L'écriture de Zakhar Prilépine n'est pas toujours facile, son langage est imagé, ses comparaisons sont souvent surréalistes, les images sont insolites par exemple : « Il s'élevait de l'intérieur des gémissements douloureux de femme, comme si chacune d'entre elles était possédée non par un mâle de race humaine, mais par un diable aux testicules noircis par le feu et au sexe de taureau incandescent – mince, long comme une baïonnette et demie, qui ressortait, gluant, des profondeurs d'un ventre plein de vers et d'une puanteur gargouillante ». Ou encore : « il se sentait plein de poissons morts, sonores, dénudés, qui roulaient ici et là comme au fond d'une chaloupe » ou bien « une sirène retentit, longue et toujours inattendue- elle vrillait dans une tempe comme un foret et ressortait de l'autre côté, en tournant toujours, avec un bout de crâne à son extrémité ». Parfois le ton peut devenir humoristique même si l'endroit ne s'y prête pas.
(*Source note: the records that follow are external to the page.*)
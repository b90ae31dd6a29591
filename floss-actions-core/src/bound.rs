//! Actions paired with a runner and display metadata
//!
//! A [`BoundAction`] turns an action into UI triggers (menu entries, swipe
//! actions, alert buttons) that only know how to call the runner. The
//! triggers never see capability dispatch.
//!
//! A trigger's enabled state is sampled from `can_perform` when the trigger
//! is built, not observed live. Rebuild triggers when the state they depend
//! on changes.

use std::borrow::Cow;
use std::fmt;
use std::ops::Deref;

use crate::action::Action;
use crate::presenter::SourceHint;
use crate::runner::ActionRunner;

/// Visual role of a trigger.
#[derive(Debug, Clone, Copy, PartialEq, Eq, Hash, Default)]
pub enum TriggerRole {
    #[default]
    Normal,
    /// Rendered with emphasis (usually red).
    Destructive,
    /// Closes the surrounding surface without performing anything.
    Cancel,
}

/// An action instance ready to be materialized as UI triggers.
pub struct BoundAction<A> {
    action: A,
    runner: ActionRunner,
    title: Cow<'static, str>,
    destructive: bool,
}

impl<A: Action + Clone> BoundAction<A> {
    /// Pair `action` with `runner` under a display title.
    ///
    /// The action counts as destructive when it asks for confirmation.
    pub fn new(runner: &ActionRunner, action: A, title: impl Into<Cow<'static, str>>) -> Self {
        let destructive = action.confirmation().is_some();
        Self {
            action,
            runner: runner.clone(),
            title: title.into(),
            destructive,
        }
    }

    /// Override the destructive styling.
    pub fn destructive(mut self, destructive: bool) -> Self {
        self.destructive = destructive;
        self
    }

    pub fn title(&self) -> &str {
        &self.title
    }

    pub fn is_destructive(&self) -> bool {
        self.destructive
    }

    pub fn action(&self) -> &A {
        &self.action
    }

    /// Role derived from the destructive flag.
    pub fn role(&self) -> TriggerRole {
        if self.destructive {
            TriggerRole::Destructive
        } else {
            TriggerRole::Normal
        }
    }

    /// Perform a copy of the action now.
    pub fn perform(&self, source: Option<SourceHint>) {
        let request = self.runner.request(self.action.clone());
        match source {
            Some(source) => request.source(source).perform(),
            None => request.perform(),
        }
    }

    /// A context-menu entry.
    pub fn menu_entry(&self) -> MenuEntry {
        MenuEntry {
            trigger: self.trigger(),
            shortcut: None,
        }
    }

    /// A row swipe action. Destructive actions sit on the trailing edge.
    pub fn swipe_action(&self) -> SwipeAction {
        let edge = if self.destructive {
            SwipeEdge::Trailing
        } else {
            SwipeEdge::Leading
        };
        SwipeAction {
            trigger: self.trigger(),
            edge,
        }
    }

    /// A button for an alert or action sheet.
    pub fn alert_button(&self) -> AlertButton {
        AlertButton {
            trigger: self.trigger(),
        }
    }

    fn trigger(&self) -> Trigger {
        let runner = self.runner.clone();
        let action = self.action.clone();
        Trigger {
            title: self.title.clone(),
            role: self.role(),
            enabled: self.action.can_perform(),
            activate: Some(Box::new(move |source| {
                let request = runner.request(action.clone());
                match source {
                    Some(source) => request.source(source).perform(),
                    None => request.perform(),
                }
            })),
        }
    }
}

impl<A: Action> fmt::Debug for BoundAction<A> {
    fn fmt(&self, f: &mut fmt::Formatter<'_>) -> fmt::Result {
        f.debug_struct("BoundAction")
            .field("action", &self.action.name())
            .field("title", &self.title)
            .field("destructive", &self.destructive)
            .finish()
    }
}

type Activate = Box<dyn Fn(Option<SourceHint>) + Send>;

/// Shared part of every trigger: title, role, enabled state, activation.
pub struct Trigger {
    title: Cow<'static, str>,
    role: TriggerRole,
    enabled: bool,
    activate: Option<Activate>,
}

impl Trigger {
    pub fn title(&self) -> &str {
        &self.title
    }

    pub fn role(&self) -> TriggerRole {
        self.role
    }

    pub fn is_enabled(&self) -> bool {
        self.enabled
    }

    /// Perform the bound action. Returns false when the trigger is disabled
    /// or performs nothing.
    pub fn activate(&self, source: Option<SourceHint>) -> bool {
        if !self.enabled {
            tracing::debug!(trigger = %self.title, "disabled trigger activated, ignoring");
            return false;
        }
        match &self.activate {
            Some(activate) => {
                activate(source);
                true
            }
            None => false,
        }
    }
}

impl fmt::Debug for Trigger {
    fn fmt(&self, f: &mut fmt::Formatter<'_>) -> fmt::Result {
        f.debug_struct("Trigger")
            .field("title", &self.title)
            .field("role", &self.role)
            .field("enabled", &self.enabled)
            .finish()
    }
}

/// Entry in a context or overflow menu.
#[derive(Debug)]
pub struct MenuEntry {
    trigger: Trigger,
    shortcut: Option<char>,
}

impl MenuEntry {
    /// Attach a single-key shortcut.
    pub fn with_shortcut(mut self, key: char) -> Self {
        self.shortcut = Some(key);
        self
    }

    pub fn shortcut(&self) -> Option<char> {
        self.shortcut
    }
}

impl Deref for MenuEntry {
    type Target = Trigger;

    fn deref(&self) -> &Trigger {
        &self.trigger
    }
}

/// Which edge of a row a swipe action is revealed from.
#[derive(Debug, Clone, Copy, PartialEq, Eq)]
pub enum SwipeEdge {
    Leading,
    Trailing,
}

/// Action revealed by swiping a list row.
#[derive(Debug)]
pub struct SwipeAction {
    trigger: Trigger,
    edge: SwipeEdge,
}

impl SwipeAction {
    pub fn edge(&self) -> SwipeEdge {
        self.edge
    }
}

impl Deref for SwipeAction {
    type Target = Trigger;

    fn deref(&self) -> &Trigger {
        &self.trigger
    }
}

/// Button in an alert or action sheet.
#[derive(Debug)]
pub struct AlertButton {
    trigger: Trigger,
}

impl AlertButton {
    /// A cancel button that performs nothing.
    pub fn cancel(title: impl Into<Cow<'static, str>>) -> Self {
        Self {
            trigger: Trigger {
                title: title.into(),
                role: TriggerRole::Cancel,
                enabled: true,
                activate: None,
            },
        }
    }
}

impl Deref for AlertButton {
    type Target = Trigger;

    fn deref(&self) -> &Trigger {
        &self.trigger
    }
}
Zakhar Prilépine sait créer l'ambiance, l'atmosphère est étrange, le brouillard, la pluie, la neige, la boue, le cri des mouettes. Enfin il nous dit dans un interview que dans son livre il parle aussi « des russes, de leur endurance et de leur résignation ».
Voilà je ne vous ai pas tout dit 900 pages ça ne se résume pas facilement, à vous de découvrir !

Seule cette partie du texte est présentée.